For the entries below, the result should be an exact transcription of the lines from the one with "counts were unequal)." up to and including the one with "let average_quiz = average_quiz_score(outcomes);", and only those.

Stored data entries
%%
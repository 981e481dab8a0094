//! Easing curves that remap linear time progress.

use murmur_core::EasingKind;

/// Remap raw progress `t` in `[0, 1]` through the selected easing curve.
pub fn ease(kind: EasingKind, t: f64) -> f64 {
    match kind {
        EasingKind::CubicInOut => ease_in_out_cubic(t),
        EasingKind::OutBack => ease_out_back(t),
    }
}

/// Cubic ease-in-out: `4t³` below the midpoint, mirrored cubic above.
fn ease_in_out_cubic(t: f64) -> f64 {
    if t < 0.5 {
        4.0 * t * t * t
    } else {
        (t - 1.0) * (2.0 * t - 2.0) * (2.0 * t - 2.0) + 1.0
    }
}

/// Cubic back-ease: overshoots past 1 before settling. Output may leave
/// `[0, 1]` transiently; the endpoints are still exact.
fn ease_out_back(t: f64) -> f64 {
    const C1: f64 = 1.70158;
    const C3: f64 = C1 + 1.0;
    1.0 + C3 * (t - 1.0).powi(3) + C1 * (t - 1.0).powi(2)
}
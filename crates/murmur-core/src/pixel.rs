//! Pixel coordinates and exact-equality set algebra.
//!
//! A [`Pixel`] is the center of one rendered dot. Coordinates are always
//! derived from integer glyph-cell indices and integer layout constants, so
//! two dots occupying the same grid cell compare exactly equal; no tolerance
//! is involved anywhere in the diff.

use std::cmp::Ordering;

/// Center of one rendered dot in glyph layout space.
#[derive(Debug, Clone, Copy, PartialEq)]
pub struct Pixel {
    /// Horizontal coordinate, growing rightward.
    pub x: f64,
    /// Vertical coordinate, growing downward.
    pub y: f64,
}

impl Pixel {
    /// Construct a pixel from its center coordinates.
    pub const fn new(x: f64, y: f64) -> Self {
        Self { x, y }
    }

    /// Total order on (x, y), x first. Used for the diff's merge-join.
    pub fn grid_cmp(&self, other: &Pixel) -> Ordering {
        self.x
            .total_cmp(&other.x)
            .then_with(|| self.y.total_cmp(&other.y))
    }

    /// Squared Euclidean distance to another point.
    pub fn dist_sq(&self, other: &Pixel) -> f64 {
        let dx = self.x - other.x;
        let dy = self.y - other.y;
        dx * dx + dy * dy
    }
}

/// Partition of two pixel sets into unchanged, leaving, and arriving dots.
#[derive(Debug, Clone, Default, PartialEq)]
pub struct PixelDiff {
    /// Dots present in both sets; drawn statically.
    pub same: Vec<Pixel>,
    /// Dots only in the current set; they animate away.
    pub removed: Vec<Pixel>,
    /// Dots only in the next set; they animate in.
    pub added: Vec<Pixel>,
}

/// Partition `current` and `next` into `same` / `removed` / `added`.
///
/// Both inputs are sorted by [`Pixel::grid_cmp`] and merge-joined, so the
/// whole diff is O(n log n). Duplicate coordinates within one set are kept
/// as distinct entries and matched pairwise in sorted order.
pub fn diff(current: &[Pixel], next: &[Pixel]) -> PixelDiff {
    let mut a = current.to_vec();
    let mut b = next.to_vec();
    a.sort_by(Pixel::grid_cmp);
    b.sort_by(Pixel::grid_cmp);

    let mut out = PixelDiff::default();
    let mut ai = 0;
    let mut bi = 0;
    while ai < a.len() && bi < b.len() {
        match a[ai].grid_cmp(&b[bi]) {
            Ordering::Equal => {
                out.same.push(a[ai]);
                ai += 1;
                bi += 1;
            }
            Ordering::Less => {
                out.removed.push(a[ai]);
                ai += 1;
            }
            Ordering::Greater => {
                out.added.push(b[bi]);
                bi += 1;
            }
        }
    }
    out.removed.extend_from_slice(&a[ai..]);
    out.added.extend_from_slice(&b[bi..]);
    out
}
//! End-to-end morph over the real bitmap font: one second ticking over.

use murmur_anim::{MatchStrategy, Morpher, ShuffleMatch};
use murmur_core::{
    EasingKind, InterpolationKind, MatchingKind, Mulberry32, Pixel, diff,
};
use murmur_fonts::{DotMatrixFont, LayoutMetrics, string_to_pixels};

#[test]
fn only_the_changed_digit_contributes_mismatches() {
    let font = DotMatrixFont::new();
    let metrics = LayoutMetrics::default();
    let current = string_to_pixels("12:00:00", &font, &metrics);
    let next = string_to_pixels("12:00:01", &font, &metrics);

    let d = diff(&current, &next);

    // Seven of the eight characters are unchanged; their dots must all be
    // classified as `same`. Only the final digit's glyph differs.
    let last_char_x = 7.0 * (5.0 * metrics.pitch + metrics.inter_char);
    for p in d.removed.iter().chain(d.added.iter()) {
        assert!(
            p.x >= last_char_x,
            "mismatched dot {p:?} left of the last digit"
        );
    }

    // '0' and '1' share some cells; the shared ones stay put.
    let zero = font_cells(&font, '0');
    let one = font_cells(&font, '1');
    let shared = zero.iter().filter(|c| one.contains(c)).count();
    let expected_same = current.len() - (zero.len() - shared);
    assert_eq!(d.same.len(), expected_same);
    assert_eq!(d.removed.len(), zero.len() - shared);
    assert_eq!(d.added.len(), one.len() - shared);
}

#[test]
fn the_scatter_pattern_repeats_for_the_same_second() {
    let font = DotMatrixFont::new();
    let metrics = LayoutMetrics::default();
    let current = string_to_pixels("12:00:00", &font, &metrics);
    let next = string_to_pixels("12:00:01", &font, &metrics);
    let d = diff(&current, &next);

    let mut rng1 = Mulberry32::from_key("12:00:00");
    let mut rng2 = Mulberry32::from_key("12:00:00");
    let out1 = ShuffleMatch.pair(d.removed.clone(), d.added.clone(), &mut rng1);
    let out2 = ShuffleMatch.pair(d.removed.clone(), d.added.clone(), &mut rng2);
    assert_eq!(out1, out2);
}

#[test]
fn a_full_transition_lands_on_the_next_second() {
    let font = DotMatrixFont::new();
    let metrics = LayoutMetrics::default();
    let current = string_to_pixels("09:59:59", &font, &metrics);
    let next = string_to_pixels("10:00:00", &font, &metrics);

    let mut morpher = Morpher::new(
        EasingKind::CubicInOut,
        MatchingKind::Centroid,
        InterpolationKind::Arc,
    );
    let frame = morpher.frame(&current, &next, "09:59:59", 1000);

    // t = 1: travellers have arrived, so fixed ∪ moving covers the next
    // second's dot set (travellers may stack when counts were unequal).
    let drawn: Vec<Pixel> = frame.fixed.iter().chain(&frame.moving).copied().collect();
    for target in &next {
        assert!(
            drawn
                .iter()
                .any(|p| (p.x - target.x).abs() < 1e-6 && (p.y - target.y).abs() < 1e-6),
            "no dot arrived at {target:?}"
        );
    }
}

fn font_cells(font: &DotMatrixFont, c: char) -> Vec<(i32, i32)> {
    use murmur_fonts::GlyphSource;
    font.glyph(c).cells.clone()
}
pub fn build_student_report(
    student_id: Uuid,
    enrollments: &[EnrollmentRecord],
    outcomes: &[QuizOutcome],
    candidates: &[CourseRecord],
    now: DateTime<Utc>,
) -> StudentReport {
    let mut completed = 0;
    let mut in_progress = 0;
    let mut abandoned = 0;
    for enrollment in enrollments {
        match classify(enrollment, now) {
            EnrollmentState::Completed => completed += 1,
            EnrollmentState::InProgress => in_progress += 1,
            EnrollmentState::Abandoned => abandoned += 1,
        }
    }

    let average_quiz = average_quiz_score(outcomes);
    let (strong_categories, weak_categories) = category_strength(outcomes);

    let enrolled_course_ids: HashSet<Uuid> =
        enrollments.iter().map(|e| e.course_id).collect();
    let recommendations = score_recommendations(
        candidates,
        &tag_frequency(outcomes),
        average_quiz,
        &enrolled_course_ids,
    );

    StudentReport {
        student_id,
        learning_stats: LearningStats {
            total_courses_enrolled: enrollments.len(),
            courses_completed: completed,
            courses_in_progress: in_progress,
            courses_abandoned: abandoned,
            average_completion_time_days: average_completion_days(enrollments),
            total_hours_learned: enrollments.iter().map(|e| e.total_time_spent_hours).sum(),
            streak_days: longest_streak_days(enrollments),
        },
        performance_metrics: PerformanceMetrics {
            average_quiz_score: average_quiz,
            strong_categories,
            weak_categories,
            improvement_rate: None,
        },
        recommendations,
    }
}

#[cfg(test)]
mod tests {
    use super::*;
    use crate::models::SnapshotStats;
    use chrono::TimeZone;

    fn enrollment(
        progress: f64,
        enrolled_days_ago: i64,
        accessed_days_ago: Option<i64>,
    ) -> EnrollmentRecord {
        let now = Utc::now();
        EnrollmentRecord {
            user_id: Uuid::new_v4(),
            course_id: Uuid::new_v4(),
            progress_percent: progress,
            enrolled_at: now - Duration::days(enrolled_days_ago),
            last_accessed: accessed_days_ago.map(|d| now - Duration::days(d)),
            total_time_spent_hours: 5.0,
            quiz_scores: vec![],
        }
    }

    fn tagged_course(title: &str, tags: &[&str], rating: Option<f64>) -> CourseRecord {
        CourseRecord {
            id: Uuid::new_v4(),
            title: title.to_string(),
            price: 0.0,
            category: Some("programming".to_string()),
            level: None,
            instructor_id: Uuid::new_v4(),
            tags: tags.iter().map(|t| t.to_string()).collect(),
            stats: SnapshotStats {
                average_rating: rating,
                ..SnapshotStats::default()
            },
        }
    }

    #[test]
    fn classification_is_a_partition() {
        let now = Utc::now();
        let enrollments = vec![
            enrollment(95.0, 100, Some(1)),
            enrollment(80.0, 100, None),
            enrollment(50.0, 100, Some(5)),
            enrollment(10.0, 100, Some(75)),
            enrollment(0.0, 200, None),
        ];

        let report =
            build_student_report(Uuid::new_v4(), &enrollments, &[], &[], now);
        let stats = &report.learning_stats;
        assert_eq!(
            stats.courses_completed + stats.courses_in_progress + stats.courses_abandoned,
            stats.total_courses_enrolled
        );
        assert_eq!(stats.courses_completed, 2);
        assert_eq!(stats.courses_abandoned, 2);
        assert_eq!(stats.courses_in_progress, 1);
    }

    #[test]
    fn abandonment_requires_strictly_more_than_sixty_days() {
        let now = Utc::now();
        let on_boundary = enrollment(30.0, 120, Some(60));
        let over_boundary = enrollment(30.0, 120, Some(61));
        assert_eq!(classify(&on_boundary, now), EnrollmentState::InProgress);
        assert_eq!(classify(&over_boundary, now), EnrollmentState::Abandoned);
    }

    #[test]
    fn never_accessed_enrollment_ages_from_enrollment_date() {
        let now = Utc::now();
        let stale = enrollment(10.0, 90, None);
        assert_eq!(classify(&stale, now), EnrollmentState::Abandoned);
        let fresh = enrollment(10.0, 10, None);
        assert_eq!(classify(&fresh, now), EnrollmentState::InProgress);
    }

    #[test]
    fn streak_counts_longest_consecutive_day_run() {
        let days = [
            (2024, 1, 1),
            (2024, 1, 2),
            (2024, 1, 3),
            (2024, 1, 10),
        ];
        let enrollments: Vec<EnrollmentRecord> = days
            .iter()
            .map(|&(y, m, d)| {
                let mut e = enrollment(50.0, 400, None);
                e.last_accessed = Some(Utc.with_ymd_and_hms(y, m, d, 12, 0, 0).unwrap());
                e
            })
            .collect();

        assert_eq!(longest_streak_days(&enrollments), 3);
    }

    #[test]
    fn streak_deduplicates_same_day_activity() {
        let mut a = enrollment(50.0, 400, None);
        let mut b = enrollment(50.0, 400, None);
        a.last_accessed = Some(Utc.with_ymd_and_hms(2024, 3, 5, 8, 0, 0).unwrap());
        b.last_accessed = Some(Utc.with_ymd_and_hms(2024, 3, 5, 21, 0, 0).unwrap());
        assert_eq!(longest_streak_days(&[a, b]), 1);
    }

    #[test]
    fn completion_time_averages_completed_with_both_timestamps() {
        let mut done_in_ten = enrollment(90.0, 30, Some(20));
        done_in_ten.last_accessed = Some(done_in_ten.enrolled_at + Duration::days(10));
        let mut done_in_twenty = enrollment(85.0, 40, None);
        done_in_twenty.last_accessed = Some(done_in_twenty.enrolled_at + Duration::days(20));
        let unfinished = enrollment(30.0, 40, Some(1));
        let done_without_access = enrollment(95.0, 40, None);

        let avg = average_completion_days(&[
            done_in_ten,
            done_in_twenty,
            unfinished,
            done_without_access,
        ]);
        assert!((avg - 15.0).abs() < 1e-6);
    }

    #[test]
    fn quiz_scores_clamped_and_averaged_per_enrollment() {
        let course = tagged_course("Rust", &["rust"], None);
        let mut e = enrollment(50.0, 10, Some(1));
        e.course_id = course.id;
        e.quiz_scores = vec![120.0, 80.0]; // 120 clamps to 100
        let courses = HashMap::from([(course.id, course)]);

        let outcomes = quiz_outcomes(&[e], &courses);
        assert_eq!(outcomes.len(), 1);
        assert!((outcomes[0].score - 90.0).abs() < 1e-9);
        assert_eq!(outcomes[0].category, "programming");
    }

    #[test]
    fn no_quiz_scores_means_zero_average_and_no_recommendations() {
        let enrollments = vec![enrollment(50.0, 10, Some(1))];
        let candidates = vec![tagged_course("Candidate", &["rust"], None)];
        let report =
            build_student_report(Uuid::new_v4(), &enrollments, &[], &candidates, Utc::now());
        assert_eq!(report.performance_metrics.average_quiz_score, 0.0);
        assert!(report.recommendations.is_empty());
        assert_eq!(report.performance_metrics.improvement_rate, None);
    }

    #[test]
    fn strong_and_weak_categories_overlap_when_few_categories() {
        let outcomes = vec![
            QuizOutcome {
                course_id: Uuid::new_v4(),
                category: "databases".to_string(),
                score: 90.0,
                tags: vec![],
            },
            QuizOutcome {
                course_id: Uuid::new_v4(),
                category: "networking".to_string(),
                score: 60.0,
                tags: vec![],
            },
        ];

        let (strong, weak) = category_strength(&outcomes);
        assert_eq!(strong, vec!["databases", "networking"]);
        assert_eq!(weak, vec!["databases", "networking"]);
    }

    #[test]
    fn recommendations_exclude_enrolled_and_rank_by_score() {
        let enrolled = tagged_course("Already Taken", &["rust", "async"], Some(5.0));
        let strong_match = tagged_course("Two Tags", &["rust", "async"], Some(5.0));
        let weak_match = tagged_course("One Tag", &["rust"], Some(5.0));
        let unrelated = tagged_course("Unrelated", &["pottery"], Some(5.0));

        let tags = HashMap::from([("rust".to_string(), 2), ("async".to_string(), 1)]);
        let enrolled_ids = HashSet::from([enrolled.id]);
        let candidates = vec![enrolled.clone(), weak_match, strong_match, unrelated];

        let recommendations = score_recommendations(&candidates, &tags, 80.0, &enrolled_ids);

        assert_eq!(recommendations.len(), 2);
        assert_eq!(recommendations[0].course_name, "Two Tags");
        assert_eq!(recommendations[0].reason, "2 matching tags");
        assert!(recommendations[0].match_score > recommendations[1].match_score);
        assert!(recommendations.iter().all(|r| r.course_id != enrolled.id));
    }

    #[test]
    fn unrated_candidates_use_default_rating_factor() {
        let candidate = tagged_course("Unrated", &["rust"], None);
        let tags = HashMap::from([("rust".to_string(), 1)]);
        let recommendations =
            score_recommendations(&[candidate], &tags, 100.0, &HashSet::new());
        // 1 tag * (100/100) * (1 + 4/5)
        assert!((recommendations[0].match_score - 1.8).abs() < 1e-9);
    }

    #[test]
    fn recommendation_list_capped_at_ten() {
        let tags = HashMap::from([("rust".to_string(), 1)]);
        let candidates: Vec<CourseRecord> = (0..15)
            .map(|i| tagged_course(&format!("Course {i}"), &["rust"], Some(4.0)))
            .collect();
        let recommendations =
            score_recommendations(&candidates, &tags, 75.0, &HashSet::new());
        assert_eq!(recommendations.len(), MAX_RECOMMENDATIONS);
    }
}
%%
→ **EXERCISE RESPONSE**
    // second's dot set (travellers may stack when counts were unequal).
    let drawn: Vec<Pixel> = frame.fixed.iter().chain(&frame.moving).copied().collect();
    for target in &next {
        assert!(
            drawn
                .iter()
                .any(|p| (p.x - target.x).abs() < 1e-6 && (p.y - target.y).abs() < 1e-6),
            "no dot arrived at {target:?}"
        );
    }
}

fn font_cells(font: &DotMatrixFont, c: char) -> Vec<(i32, i32)> {
    use murmur_fonts::GlyphSource;
    font.glyph(c).cells.clone()
}
pub fn build_student_report(
    student_id: Uuid,
    enrollments: &[EnrollmentRecord],
    outcomes: &[QuizOutcome],
    candidates: &[CourseRecord],
    now: DateTime<Utc>,
) -> StudentReport {
    let mut completed = 0;
    let mut in_progress = 0;
    let mut abandoned = 0;
    for enrollment in enrollments {
        match classify(enrollment, now) {
            EnrollmentState::Completed => completed += 1,
            EnrollmentState::InProgress => in_progress += 1,
            EnrollmentState::Abandoned => abandoned += 1,
        }
    }

    let average_quiz = average_quiz_score(outcomes);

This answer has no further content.